E’ quindi questo solo uno delle decine di casi di cartelle pazze sulla Tarsu che sono arrivate in questi giorni nelle abitazioni dei modicani, giusto per cominciare il 2012 all’insegna dell’ottimismo e della serenità. Il destinatario della maxi bolletta di 3mila 900 euro, nonostante il palese errore degli uffici comunali, si è dovuto sobbarcare l’onere di far redigere la visura catastale e la planimetria dell’abitazione, a sue spese, da parte di un geometra, al fine di presentare gli incartamenti all’ufficio tributi e acclarare il refuso.

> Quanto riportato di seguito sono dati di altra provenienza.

// Copyright 2025 the Understory Authors
// SPDX-License-Identifier: Apache-2.0 OR MIT

//! Random positions inside a room.

use glam::DVec3;
use rand::Rng;
use tracing::debug;
use understory_anchor::{AnchorLabels, LabelFilter};

use crate::room::Room;

impl Room {
    /// [`Room::generate_random_position_in_room_from_rng`] with the thread-local generator.
    pub fn generate_random_position_in_room(
        &self,
        min_distance_to_surface: f64,
        avoid_volumes: bool,
    ) -> Option<DVec3> {
        self.generate_random_position_in_room_from_rng(
            &mut rand::thread_rng(),
            min_distance_to_surface,
            avoid_volumes,
        )
    }

    /// Rejection-sample a position inside the room.
    ///
    /// Candidates are drawn uniformly from the room bounds and accepted when they are inside
    /// the room (vertically too), at least `min_distance_to_surface` from every surface except
    /// the global mesh, and, with `avoid_volumes`, outside every scene volume grown by that
    /// distance. Gives up after [`RoomConfig::max_sample_attempts`](crate::RoomConfig) draws.
    pub fn generate_random_position_in_room_from_rng<R: Rng + ?Sized>(
        &self,
        rng: &mut R,
        min_distance_to_surface: f64,
        avoid_volumes: bool,
    ) -> Option<DVec3> {
        if self.bounds.is_empty() {
            return None;
        }
        let surfaces = LabelFilter::excluding(AnchorLabels::GLOBAL_MESH);
        let margin = min_distance_to_surface.max(0.0);
        let (min, extent) = (self.bounds.min, self.bounds.max - self.bounds.min);
        for _ in 0..self.config.max_sample_attempts {
            let t = DVec3::new(
                rng.gen_range(0.0..=1.0),
                rng.gen_range(0.0..=1.0),
                rng.gen_range(0.0..=1.0),
            );
            let candidate = min + extent * t;
            if !self.is_position_in_room(candidate, true) {
                continue;
            }
            if margin > 0.0
                && self
                    .try_get_closest_surface_position(candidate, surfaces, 0.0)
                    .is_some_and(|closest| closest.distance < margin)
            {
                continue;
            }
            if avoid_volumes
                && self
                    .is_position_in_scene_volume(candidate, true, margin)
                    .is_some()
            {
                continue;
            }
            return Some(candidate);
        }
        debug!(
            attempts = self.config.max_sample_attempts,
            min_distance_to_surface, "no position satisfied the constraints"
        );
        None
    }
}
use rand::Rng;
use tracing::{info, warn};

use crate::model::{RankedTriplet, RankingConfig, TfRegionMatrix, TripletRecord};
use crate::pipeline::RankError;
use crate::pipeline::stage2_rank::{
    rank_ascending_with_ties, rank_ratios, rank_with_ties, validate_scores,
};
use crate::pipeline::stage3_order_stats::combine_columns;

/// Per-score ranks and the aggregated result for N triplets, all in input
/// order.
#[derive(Debug, Clone, PartialEq)]
pub struct TripletRanks {
    pub tf_to_region_rank: Vec<u32>,
    pub tf_to_gene_rank: Vec<u32>,
    pub region_to_gene_rank: Vec<u32>,
    pub combined: Vec<f64>,
    pub triplet_rank: Vec<u32>,
}

#[derive(Debug)]
pub struct Stage4Output {
    pub ranked: Vec<RankedTriplet>,
    pub n_missing_tf_region: usize,
}

/// Rejects infinities in an importance vector, and `-inf` in the motif-rank
/// vector where only `+inf` ("no valid motif") is meaningful.
fn check_infinities(label: &str, scores: &[f64], allow_pos_inf: bool) -> Result<(), RankError> {
    let bad = scores
        .iter()
        .position(|&v| v.is_infinite() && !(allow_pos_inf && v > 0.0));
    match bad {
        Some(idx) => Err(RankError::InvalidInput(format!(
            "{label} contains {} at index {idx}",
            scores[idx]
        ))),
        None => Ok(()),
    }
}

/// Ranks three parallel score vectors and aggregates them into one ordinal
/// rank per triplet.
///
/// `tf_to_region` is lower-is-better (motif ranks), the other two are
/// higher-is-better importances. The generator is consumed in a fixed order
/// (TF-to-region, TF-to-gene, region-to-gene, aggregate) so one seed
/// reproduces the whole ranking.
pub fn rank_triplet_scores<R: Rng + ?Sized>(
    tf_to_region: &[f64],
    tf_to_gene: &[f64],
    region_to_gene: &[f64],
    parallel: bool,
    rng: &mut R,
) -> Result<TripletRanks, RankError> {
    validate_scores("TF-to-region scores", tf_to_region)?;
    validate_scores("TF-to-gene scores", tf_to_gene)?;
    validate_scores("region-to-gene scores", region_to_gene)?;
    check_infinities("TF-to-region scores", tf_to_region, true)?;
    check_infinities("TF-to-gene scores", tf_to_gene, false)?;
    check_infinities("region-to-gene scores", region_to_gene, false)?;
    let n = tf_to_region.len();
    if tf_to_gene.len() != n || region_to_gene.len() != n {
        return Err(RankError::InvalidInput(format!(
            "score vectors differ in length: TF-to-region {}, TF-to-gene {}, region-to-gene {}",
            n,
            tf_to_gene.len(),
            region_to_gene.len()
        )));
    }

    let tf_to_region_rank = rank_ascending_with_ties(tf_to_region, rng)?;
    let tf_to_gene_rank = rank_with_ties(tf_to_gene, rng)?;
    let region_to_gene_rank = rank_with_ties(region_to_gene, rng)?;

    let tf_to_region_ratio = rank_ratios(&tf_to_region_rank);
    let tf_to_gene_ratio = rank_ratios(&tf_to_gene_rank);
    let region_to_gene_ratio = rank_ratios(&region_to_gene_rank);

    let combined = combine_columns(
        &[
            tf_to_gene_ratio.as_slice(),
            region_to_gene_ratio.as_slice(),
            tf_to_region_ratio.as_slice(),
        ],
        n,
        parallel,
    )?;
    let triplet_rank = rank_ascending_with_ties(&combined, rng)?;

    Ok(TripletRanks {
        tf_to_region_rank,
        tf_to_gene_rank,
        region_to_gene_rank,
        combined,
        triplet_rank,
    })
}

/// Resolves each record's TF-to-region score from `matrix`, falling back to
/// the configured policy for absent pairs. Returns the scores and a per-record
/// "was missing" mask.
pub fn resolve_tf_to_region(
    records: &[TripletRecord],
    matrix: &TfRegionMatrix,
    config: &RankingConfig,
) -> (Vec<f64>, Vec<bool>) {
    let fallback = config.missing_tf_region.default_score();
    records
        .iter()
        .map(|r| match matrix.get(&r.region, &r.tf) {
            Some(v) => (v, false),
            None => (fallback, true),
        })
        .unzip()
}

pub fn run_stage4<R: Rng + ?Sized>(
    records: &[TripletRecord],
    matrix: &TfRegionMatrix,
    config: &RankingConfig,
    rng: &mut R,
) -> Result<Stage4Output, RankError> {
    if records.is_empty() {
        return Err(RankError::InvalidInput("no triplets to rank".to_string()));
    }

    let (tf_to_region, missing) = resolve_tf_to_region(records, matrix, config);
    let n_missing_tf_region = missing.iter().filter(|&&m| m).count();
    if n_missing_tf_region > 0 {
        warn!(
            "{} of {} triplets have no TF-to-region motif rank; scored as {} ({})",
            n_missing_tf_region,
            records.len(),
            config.missing_tf_region.default_score(),
            config.missing_tf_region.label()
        );
    }

    let tf_to_gene: Vec<f64> = records.iter().map(|r| r.tf_to_gene).collect();
    let region_to_gene: Vec<f64> = records.iter().map(|r| r.region_to_gene).collect();

    let ranks = rank_triplet_scores(
        &tf_to_region,
        &tf_to_gene,
        &region_to_gene,
        config.parallel,
        rng,
    )?;

    let ranked = records
        .iter()
        .enumerate()
        .map(|(i, record)| RankedTriplet {
            record: record.clone(),
            tf_to_region: tf_to_region[i],
            tf_to_region_missing: missing[i],
            tf_to_region_rank: ranks.tf_to_region_rank[i],
            tf_to_gene_rank: ranks.tf_to_gene_rank[i],
            region_to_gene_rank: ranks.region_to_gene_rank[i],
            combined_rank_ratio: ranks.combined[i],
            triplet_rank: ranks.triplet_rank[i],
        })
        .collect::<Vec<_>>();

    info!("ranked {} triplets", ranked.len());

    Ok(Stage4Output {
        ranked,
        n_missing_tf_region,
    })
}

#[cfg(test)]
#[path = "../../tests/src_inline/pipeline/stage4_triplets.rs"]
mod tests;
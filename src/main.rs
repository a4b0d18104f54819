mod input;
mod logging;
mod model;
mod pipeline;
mod report;

use std::path::{Path, PathBuf};

use clap::{Args, Parser, Subcommand};
use rand::SeedableRng;
use rand::rngs::StdRng;
use thiserror::Error;
use tracing::{error, info};

use crate::input::InputError;
use crate::input::motifs::load_motif_groups;
use crate::input::rankdb::load_ranking_db;
use crate::input::regions::load_region_list;
use crate::input::triplets::load_triplets;
use crate::model::{MissingScorePolicy, RankingConfig};
use crate::pipeline::RankError;
use crate::pipeline::stage1_motif_ranks::run_stage1;
use crate::pipeline::stage4_triplets::{Stage4Output, run_stage4};
use crate::pipeline::stage5_report::{RANKED_TSV, Stage5Input, write_reports};
use crate::report::InputSummary;

const TOOL_NAME: &str = "kira-tripletrank";

#[derive(Debug, Parser)]
#[command(
    name = "kira-tripletrank",
    version,
    about = "Rank TF-region-gene triplets by order-statistics aggregation of three relevance scores"
)]
struct Cli {
    /// Enable debug logging (overridden by RUST_LOG).
    #[arg(short, long, global = true)]
    verbose: bool,

    #[command(subcommand)]
    command: Command,
}

#[derive(Debug, Subcommand)]
enum Command {
    /// Rank a triplet table against a motif ranking database.
    Run(RunArgs),
}

#[derive(Debug, Clone, Args)]
struct RunArgs {
    /// Triplet table (TSV, optionally .gz) with TF, Region, Gene,
    /// importance_TF2G and importance_R2G columns.
    #[arg(long)]
    triplets: PathBuf,

    /// Motif ranking database (TSV, optionally .gz): motifs x regions.
    #[arg(long)]
    rankings: PathBuf,

    /// TF to motif annotation (TSV: TF, comma-separated motifs).
    #[arg(long)]
    motifs: PathBuf,

    /// Output directory.
    #[arg(long)]
    out: PathBuf,

    /// Target regions, one per line. Defaults to the triplet table's regions.
    #[arg(long)]
    regions: Option<PathBuf>,

    /// JSON ranking config; flags below override its values.
    #[arg(long)]
    config: Option<PathBuf>,

    #[arg(long)]
    seed: Option<u64>,

    /// Score for triplets whose TF/region pair has no motif rank.
    #[arg(long, value_enum)]
    missing_tf_region: Option<MissingScorePolicy>,

    /// Share of the target or database region an overlap must exceed.
    #[arg(long)]
    min_overlap_fraction: Option<f64>,

    #[arg(long)]
    threads: Option<usize>,

    /// Combine rank ratios on the calling thread only.
    #[arg(long)]
    no_parallel: bool,
}

#[derive(Debug, Error)]
enum AppError {
    #[error(transparent)]
    Input(#[from] InputError),
    #[error(transparent)]
    Rank(#[from] RankError),
    #[error("invalid config {path}: {source}")]
    Config {
        path: String,
        #[source]
        source: serde_json::Error,
    },
    #[error("invalid config: {0}")]
    InvalidConfig(String),
    #[error("failed to start worker pool: {0}")]
    ThreadPool(#[from] rayon::ThreadPoolBuildError),
    #[error("failed to write reports: {0}")]
    Output(std::io::Error),
}

fn main() {
    let cli = Cli::parse();
    logging::init_logging(cli.verbose);
    if let Err(err) = run(cli.command) {
        error!("{err}");
        std::process::exit(1);
    }
}

fn run(command: Command) -> Result<(), AppError> {
    match command {
        Command::Run(args) => run_ranking(&args),
    }
}

fn run_ranking(args: &RunArgs) -> Result<(), AppError> {
    let config = resolve_config(args)?;
    info!(
        "seed={} missing_tf_region={} min_overlap_fraction={} parallel={}",
        config.seed,
        config.missing_tf_region.label(),
        config.min_overlap_fraction,
        config.parallel
    );

    let table = load_triplets(&args.triplets)?;
    info!(
        "loaded {} triplets from {}",
        table.records.len(),
        args.triplets.display()
    );
    let motif_groups = load_motif_groups(&args.motifs)?;
    let db = load_ranking_db(&args.rankings)?
        .with_min_overlap_fraction(config.min_overlap_fraction);
    info!(
        "ranking database {}: {} motifs x {} regions",
        args.rankings.display(),
        db.motifs().len(),
        db.regions().len()
    );

    let regions = match &args.regions {
        Some(path) => load_region_list(path)?,
        None => table.regions(),
    };
    let stage1 = run_stage1(&db, &regions, &motif_groups)?;

    let mut rng = StdRng::seed_from_u64(config.seed);
    let stage4: Stage4Output = if config.threads > 0 {
        let pool = rayon::ThreadPoolBuilder::new()
            .num_threads(config.threads)
            .build()?;
        pool.install(|| run_stage4(&table.records, &stage1.matrix, &config, &mut rng))?
    } else {
        run_stage4(&table.records, &stage1.matrix, &config, &mut rng)?
    };

    let input = Stage5Input {
        columns: &table.columns,
        rows: &table.rows,
        ranked: &stage4.ranked,
        matrix: &stage1.matrix,
        diagnostics: &stage1.diagnostics,
        n_missing_tf_region: stage4.n_missing_tf_region,
        config: &config,
        inputs: InputSummary {
            triplets: args.triplets.display().to_string(),
            rankings: args.rankings.display().to_string(),
            motifs: args.motifs.display().to_string(),
            regions: args.regions.as_ref().map(|p| p.display().to_string()),
        },
        tool_name: TOOL_NAME.to_string(),
        tool_version: env!("CARGO_PKG_VERSION").to_string(),
    };
    write_reports(&input, &args.out).map_err(AppError::Output)?;
    info!("wrote {}", args.out.join(RANKED_TSV).display());

    Ok(())
}

fn load_config(path: &Path) -> Result<RankingConfig, AppError> {
    let text = std::fs::read_to_string(path).map_err(InputError::from)?;
    serde_json::from_str(&text).map_err(|source| AppError::Config {
        path: path.display().to_string(),
        source,
    })
}

fn resolve_config(args: &RunArgs) -> Result<RankingConfig, AppError> {
    let mut config = match &args.config {
        Some(path) => load_config(path)?,
        None => RankingConfig::default_v1(),
    };
    if let Some(seed) = args.seed {
        config.seed = seed;
    }
    if let Some(policy) = args.missing_tf_region {
        config.missing_tf_region = policy;
    }
    if let Some(fraction) = args.min_overlap_fraction {
        config.min_overlap_fraction = fraction;
    }
    if let Some(threads) = args.threads {
        config.threads = threads;
    }
    if args.no_parallel {
        config.parallel = false;
    }
    config.validate().map_err(AppError::InvalidConfig)?;
    Ok(config)
}

#[cfg(test)]
#[path = "../tests/src_inline/main_inline.rs"]
mod tests;
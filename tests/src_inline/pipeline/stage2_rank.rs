use super::*;

use proptest::prelude::*;
use rand::SeedableRng;
use rand::rngs::StdRng;

fn is_permutation(ranks: &[u32]) -> bool {
    let mut sorted = ranks.to_vec();
    sorted.sort_unstable();
    sorted.iter().enumerate().all(|(i, &r)| r as usize == i)
}

#[test]
fn test_distinct_scores_rank_descending() {
    let scores = [0.3, 0.9, -1.0, 0.5, 0.0];
    for seed in 0..20 {
        let mut rng = StdRng::seed_from_u64(seed);
        let ranks = rank_with_ties(&scores, &mut rng).unwrap();
        assert_eq!(ranks, vec![2, 0, 4, 1, 3]);
    }
}

#[test]
fn test_ascending_ranks_smallest_first() {
    let mut rng = StdRng::seed_from_u64(1);
    let ranks = rank_ascending_with_ties(&[0.1, 0.5, 0.9, 0.3], &mut rng).unwrap();
    assert_eq!(ranks, vec![0, 2, 3, 1]);
}

#[test]
fn test_ties_share_the_tied_rank_range() {
    let scores = [1.0, 5.0, 5.0, 5.0, 0.0];
    let mut rng = StdRng::seed_from_u64(9);
    for _ in 0..50 {
        let ranks = rank_with_ties(&scores, &mut rng).unwrap();
        assert_eq!(ranks[0], 3);
        assert_eq!(ranks[4], 4);
        let mut tied = vec![ranks[1], ranks[2], ranks[3]];
        tied.sort_unstable();
        assert_eq!(tied, vec![0, 1, 2]);
    }
}

#[test]
fn test_tie_break_uses_every_order() {
    // Each of the 2 tied elements should win the better rank sometimes.
    let scores = [2.0, 2.0];
    let mut rng = StdRng::seed_from_u64(42);
    let mut first_wins = 0;
    let trials = 400;
    for _ in 0..trials {
        if rank_with_ties(&scores, &mut rng).unwrap()[0] == 0 {
            first_wins += 1;
        }
    }
    assert!(
        (120..=280).contains(&first_wins),
        "first element won {first_wins}/{trials}"
    );
}

#[test]
fn test_same_seed_reproduces_tie_break() {
    let scores = [1.0; 16];
    let a = rank_with_ties(&scores, &mut StdRng::seed_from_u64(123)).unwrap();
    let b = rank_with_ties(&scores, &mut StdRng::seed_from_u64(123)).unwrap();
    assert_eq!(a, b);
    assert!(is_permutation(&a));
}

#[test]
fn test_infinite_sentinels_rank_last() {
    let mut rng = StdRng::seed_from_u64(3);
    let ranks = rank_with_ties(&[f64::NEG_INFINITY, 2.0, f64::INFINITY], &mut rng).unwrap();
    assert_eq!(ranks, vec![2, 1, 0]);
}

#[test]
fn test_invalid_vectors_rejected() {
    let mut rng = StdRng::seed_from_u64(0);
    assert!(matches!(
        rank_with_ties(&[], &mut rng),
        Err(RankError::InvalidInput(_))
    ));
    match rank_with_ties(&[1.0, f64::NAN], &mut rng) {
        Err(RankError::InvalidInput(msg)) => assert!(msg.contains("index 1"), "{msg}"),
        other => panic!("unexpected {other:?}"),
    }
}

#[test]
fn test_rank_ratios() {
    let ratios = rank_ratios(&[0, 3, 1, 2]);
    assert_eq!(ratios, vec![0.25, 1.0, 0.5, 0.75]);
}

proptest! {
    #[test]
    fn prop_rank_is_permutation(
        scores in prop::collection::vec(-3i32..3, 1..64),
        seed in any::<u64>()
    ) {
        // Small integer range forces plenty of ties.
        let scores: Vec<f64> = scores.into_iter().map(f64::from).collect();
        let mut rng = StdRng::seed_from_u64(seed);
        let ranks = rank_with_ties(&scores, &mut rng).unwrap();
        prop_assert_eq!(ranks.len(), scores.len());
        prop_assert!(is_permutation(&ranks));
        for i in 0..scores.len() {
            for j in 0..scores.len() {
                if scores[i] > scores[j] {
                    prop_assert!(ranks[i] < ranks[j]);
                }
            }
        }
    }

    #[test]
    fn prop_distinct_scores_ignore_seed(
        scores in prop::collection::hash_set(-10_000i32..10_000, 1..48),
        seed_a in any::<u64>(),
        seed_b in any::<u64>()
    ) {
        let scores: Vec<f64> = scores.into_iter().map(f64::from).collect();
        let a = rank_with_ties(&scores, &mut StdRng::seed_from_u64(seed_a)).unwrap();
        let b = rank_with_ties(&scores, &mut StdRng::seed_from_u64(seed_b)).unwrap();
        prop_assert_eq!(&a, &b);

        let mut order: Vec<usize> = (0..scores.len()).collect();
        order.sort_by(|&x, &y| scores[y].partial_cmp(&scores[x]).unwrap());
        for (rank, &idx) in order.iter().enumerate() {
            prop_assert_eq!(a[idx] as usize, rank);
        }
    }

    #[test]
    fn prop_rank_ratios_in_unit_interval(n in 1usize..200) {
        let ranks: Vec<u32> = (0..n as u32).rev().collect();
        let ratios = rank_ratios(&ranks);
        for (r, q) in ranks.iter().zip(&ratios) {
            prop_assert!(*q > 0.0 && *q <= 1.0);
            prop_assert_eq!(*q, (*r as f64 + 1.0) / n as f64);
        }
    }
}
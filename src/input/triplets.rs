use std::io::BufRead;
use std::path::Path;

use crate::input::{InputError, open_maybe_gz, parse_f64, read_header};
use crate::model::TripletRecord;

pub const COL_TF: &str = "TF";
pub const COL_REGION: &str = "Region";
pub const COL_GENE: &str = "Gene";
pub const COL_TF2G: &str = "importance_TF2G";
pub const COL_R2G: &str = "importance_R2G";

/// Triplet table as read from disk. `rows` keeps every input column verbatim
/// so the ranked output can reproduce it.
#[derive(Debug, Clone)]
pub struct TripletTable {
    pub columns: Vec<String>,
    pub rows: Vec<Vec<String>>,
    pub records: Vec<TripletRecord>,
}

impl TripletTable {
    /// Distinct region names in order of first appearance.
    pub fn regions(&self) -> Vec<String> {
        let mut seen = std::collections::HashSet::new();
        self.records
            .iter()
            .filter(|r| seen.insert(r.region.as_str()))
            .map(|r| r.region.clone())
            .collect()
    }
}

struct ColumnLayout {
    tf: usize,
    region: usize,
    gene: usize,
    tf2g: usize,
    r2g: usize,
}

fn locate_columns(columns: &[String]) -> Result<ColumnLayout, InputError> {
    let find = |name: &str| {
        columns.iter().position(|c| c == name).ok_or_else(|| {
            InputError::InvalidInput(format!("triplet table is missing column '{name}'"))
        })
    };
    Ok(ColumnLayout {
        tf: find(COL_TF)?,
        region: find(COL_REGION)?,
        gene: find(COL_GENE)?,
        tf2g: find(COL_TF2G)?,
        r2g: find(COL_R2G)?,
    })
}

pub fn load_triplets(path: &Path) -> Result<TripletTable, InputError> {
    let mut reader = open_maybe_gz(path)?;
    read_triplets(reader.as_mut())
}

pub fn read_triplets(reader: &mut dyn BufRead) -> Result<TripletTable, InputError> {
    let mut buf = String::new();
    let (columns, mut line_no) = read_header(reader, &mut buf, "triplet table")?;
    let layout = locate_columns(&columns)?;

    let mut rows = Vec::new();
    let mut records = Vec::new();
    loop {
        buf.clear();
        let read = reader.read_line(&mut buf)?;
        if read == 0 {
            break;
        }
        line_no += 1;
        let line = buf.trim_end_matches(['\n', '\r']);
        if line.trim().is_empty() {
            continue;
        }
        let fields: Vec<String> = line.split('\t').map(str::to_string).collect();
        if fields.len() != columns.len() {
            return Err(InputError::Parse(format!(
                "triplet line {} has {} columns, header has {}",
                line_no,
                fields.len(),
                columns.len()
            )));
        }
        for (idx, name) in [(layout.tf, COL_TF), (layout.region, COL_REGION), (layout.gene, COL_GENE)]
        {
            if fields[idx].trim().is_empty() {
                return Err(InputError::InvalidInput(format!(
                    "empty {name} at line {line_no}"
                )));
            }
        }
        // only the parsed columns are trimmed; `rows` stays verbatim
        let record = TripletRecord::new(
            fields[layout.tf].trim(),
            fields[layout.region].trim(),
            fields[layout.gene].trim(),
            parse_f64(&fields[layout.tf2g], COL_TF2G, line_no)?,
            parse_f64(&fields[layout.r2g], COL_R2G, line_no)?,
        );
        records.push(record);
        rows.push(fields);
    }

    if records.is_empty() {
        return Err(InputError::InvalidInput(
            "triplet table has no rows".to_string(),
        ));
    }

    Ok(TripletTable {
        columns,
        rows,
        records,
    })
}
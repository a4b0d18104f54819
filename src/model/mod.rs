pub mod config;
pub mod matrix;
pub mod triplet;

pub use config::{DEFAULT_MIN_OVERLAP_FRACTION, MissingScorePolicy, RankingConfig};
pub use matrix::TfRegionMatrix;
pub use triplet::{RankedTriplet, TripletRecord};
use std::collections::BTreeMap;
use std::io::BufRead;
use std::path::Path;

use tracing::warn;

use crate::input::{InputError, open_maybe_gz};

/// TF name -> names of the motifs annotated to it.
pub type MotifGroups = BTreeMap<String, Vec<String>>;

/// Reads `TF<TAB>motif1,motif2,...` lines. A leading header whose first
/// column is `TF` is skipped.
pub fn load_motif_groups(path: &Path) -> Result<MotifGroups, InputError> {
    let mut reader = open_maybe_gz(path)?;
    read_motif_groups(reader.as_mut())
}

pub fn read_motif_groups(reader: &mut dyn BufRead) -> Result<MotifGroups, InputError> {
    let mut buf = String::new();
    let mut groups = MotifGroups::new();
    let mut line_no = 0usize;
    let mut first_content = true;

    loop {
        buf.clear();
        let read = reader.read_line(&mut buf)?;
        if read == 0 {
            break;
        }
        line_no += 1;
        let line = buf.trim_end_matches(['\n', '\r']);
        if line.trim().is_empty() {
            continue;
        }
        let mut cols = line.splitn(2, '\t');
        let tf = cols.next().unwrap_or("").trim();
        let motifs_raw = cols.next().unwrap_or("").trim();
        if first_content {
            first_content = false;
            if tf.eq_ignore_ascii_case("tf") {
                continue;
            }
        }
        if tf.is_empty() {
            return Err(InputError::Parse(format!(
                "motif group line {line_no} has an empty TF name"
            )));
        }
        let motifs = split_motif_list(motifs_raw);
        match groups.get_mut(tf) {
            Some(existing) => {
                warn!("duplicate TF {tf} in motif groups (line {line_no}); merging motif lists");
                for m in motifs {
                    if !existing.contains(&m) {
                        existing.push(m);
                    }
                }
            }
            None => {
                groups.insert(tf.to_string(), motifs);
            }
        }
    }

    if groups.is_empty() {
        return Err(InputError::InvalidInput(
            "motif group table has no TFs".to_string(),
        ));
    }
    Ok(groups)
}

/// Splits a comma-separated motif list, dropping blank entries.
pub fn split_motif_list(raw: &str) -> Vec<String> {
    raw.split(',')
        .map(str::trim)
        .filter(|m| !m.is_empty())
        .map(str::to_string)
        .collect()
}
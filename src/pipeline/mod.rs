use thiserror::Error;

pub mod stage1_motif_ranks;
pub mod stage2_rank;
pub mod stage3_order_stats;
pub mod stage4_triplets;
pub mod stage5_report;

#[derive(Debug, Error, PartialEq)]
pub enum RankError {
    #[error("invalid input: {0}")]
    InvalidInput(String),
}
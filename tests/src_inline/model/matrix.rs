use super::*;

fn names(v: &[&str]) -> Vec<String> {
    v.iter().map(|s| s.to_string()).collect()
}

#[test]
fn test_new_matrix_is_all_worst() {
    let m = TfRegionMatrix::new(names(&["chr1:0-10", "chr1:20-30"]), names(&["SOX2", "PAX6"]));
    assert_eq!(m.n_regions(), 2);
    assert_eq!(m.n_tfs(), 2);
    assert_eq!(m.get("chr1:20-30", "PAX6"), Some(f64::INFINITY));
    assert_eq!(m.get("chr2:0-10", "PAX6"), None);
    assert_eq!(m.get("chr1:0-10", "FOXA1"), None);
}

#[test]
fn test_update_min_keeps_best() {
    let mut m = TfRegionMatrix::new(names(&["r1"]), names(&["TF1"]));
    m.update_min(0, 0, 12.0);
    m.update_min(0, 0, 40.0);
    assert_eq!(m.get("r1", "TF1"), Some(12.0));
    m.update_min(0, 0, 3.0);
    assert_eq!(m.get("r1", "TF1"), Some(3.0));
}

#[test]
fn test_duplicate_names_keep_first() {
    let mut m = TfRegionMatrix::new(names(&["r1", "r2", "r1"]), names(&["TF1"]));
    assert_eq!(m.n_regions(), 2);
    m.update_min(1, 0, 5.0);
    assert_eq!(m.get("r2", "TF1"), Some(5.0));
    assert_eq!(m.get("r1", "TF1"), Some(f64::INFINITY));
}
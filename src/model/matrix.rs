use std::collections::HashMap;

/// Dense region x TF matrix of best motif ranks. `+inf` marks a TF without
/// any valid motif for the region.
#[derive(Debug, Clone, PartialEq)]
pub struct TfRegionMatrix {
    regions: Vec<String>,
    tfs: Vec<String>,
    region_index: HashMap<String, usize>,
    tf_index: HashMap<String, usize>,
    values: Vec<f64>,
}

impl TfRegionMatrix {
    /// Builds a matrix filled with `+inf`. Duplicate names keep their first
    /// position.
    pub fn new(regions: Vec<String>, tfs: Vec<String>) -> Self {
        let regions = dedup_keep_first(regions);
        let tfs = dedup_keep_first(tfs);
        let region_index = index_of(&regions);
        let tf_index = index_of(&tfs);
        let values = vec![f64::INFINITY; regions.len() * tfs.len()];
        Self {
            regions,
            tfs,
            region_index,
            tf_index,
            values,
        }
    }

    pub fn n_regions(&self) -> usize {
        self.regions.len()
    }

    pub fn n_tfs(&self) -> usize {
        self.tfs.len()
    }

    pub fn get(&self, region: &str, tf: &str) -> Option<f64> {
        let row = *self.region_index.get(region)?;
        let col = *self.tf_index.get(tf)?;
        Some(self.values[row * self.tfs.len() + col])
    }

    /// Lowers the cell to `value` if it is better (smaller) than the stored one.
    pub fn update_min(&mut self, row: usize, col: usize, value: f64) {
        let idx = row * self.tfs.len() + col;
        if value < self.values[idx] {
            self.values[idx] = value;
        }
    }
}

fn dedup_keep_first(names: Vec<String>) -> Vec<String> {
    let mut seen = std::collections::HashSet::with_capacity(names.len());
    names
        .into_iter()
        .filter(|n| seen.insert(n.clone()))
        .collect()
}

fn index_of(names: &[String]) -> HashMap<String, usize> {
    names
        .iter()
        .enumerate()
        .map(|(i, n)| (n.clone(), i))
        .collect()
}

#[cfg(test)]
#[path = "../../tests/src_inline/model/matrix.rs"]
mod tests;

E qui, oltre al danno, anche la beffa: al cittadino, che ha perso tempo e soldi, prendendosi altresì un permesso dal lavoro per risolvere la problematica e dimostrare la sua buonafede, l’impiegato di turno avrebbe risposto che non era possibile chiarire la vicenda perché dall’ufficio sarebbe in questi giorni assente il tecnico incaricato. Risultato: la vicenda resta ancora in sospeso e il cittadino dovrà di nuovo recarsi negli uffici comunali per venire a capo della vicenda.

Ma non finisce qui: ad un altro residente è pervenuta una bolletta Tarsu relativo ad un locale in centro storico che ospitava un’attività commerciale cessata da anni. Ad un altro commerciante è stata recapitata una bolletta maggiorata relativa ad una parte del locale commerciale addirittura inesistente e sito in via Risorgimento.

Ovviamente i diretti interessati si sono recati negli uffici per le legittime proteste, sentendosi rispondere che, spesso, tra l’ufficio tributi e l’altro ufficio controlli che si occupa di spedire le bollette, non c’è nessun raccordo. Da qui gli errori che si traducono in grattacapi per gli utenti. Senza dimenticare che spesso i collegamenti tra i vari uffici vengono resi ulteriormente più difficoltosi dalla linea internet e dal collegamento intranet, a causa del sistema wifi che talvolta fa le bizze.

Di conseguenza, anche gli impiegati sono spesso in difficoltà nel tentativo di venire incontro alle richieste di coloro, che, pur pagando tasse e tributi, si trovano altresì costretto a pagare le conseguenze di questi disservizi. Non è chiaro da cosa derivi questa stucchevole sequela di errori nel calcolo della Tarsu arretrata a carico dei contribuenti, che, spesso, a leggere l’entità della somma che dovrebbero in teoria pagare, rischiano un colpo apoplettico.

Quel che più disturba quanti si sono trovati costretti a dimostrare la propria buona fede, è che l’onere della prova spetta proprio al destinatario della bolletta, che, nella migliore delle ipotesi, si trova costretto a rivolgersi a geometri, ingegneri i notai per le visure o le planimetrie che attestino la reale estensione dell’immobile gravato dalla Tarsu.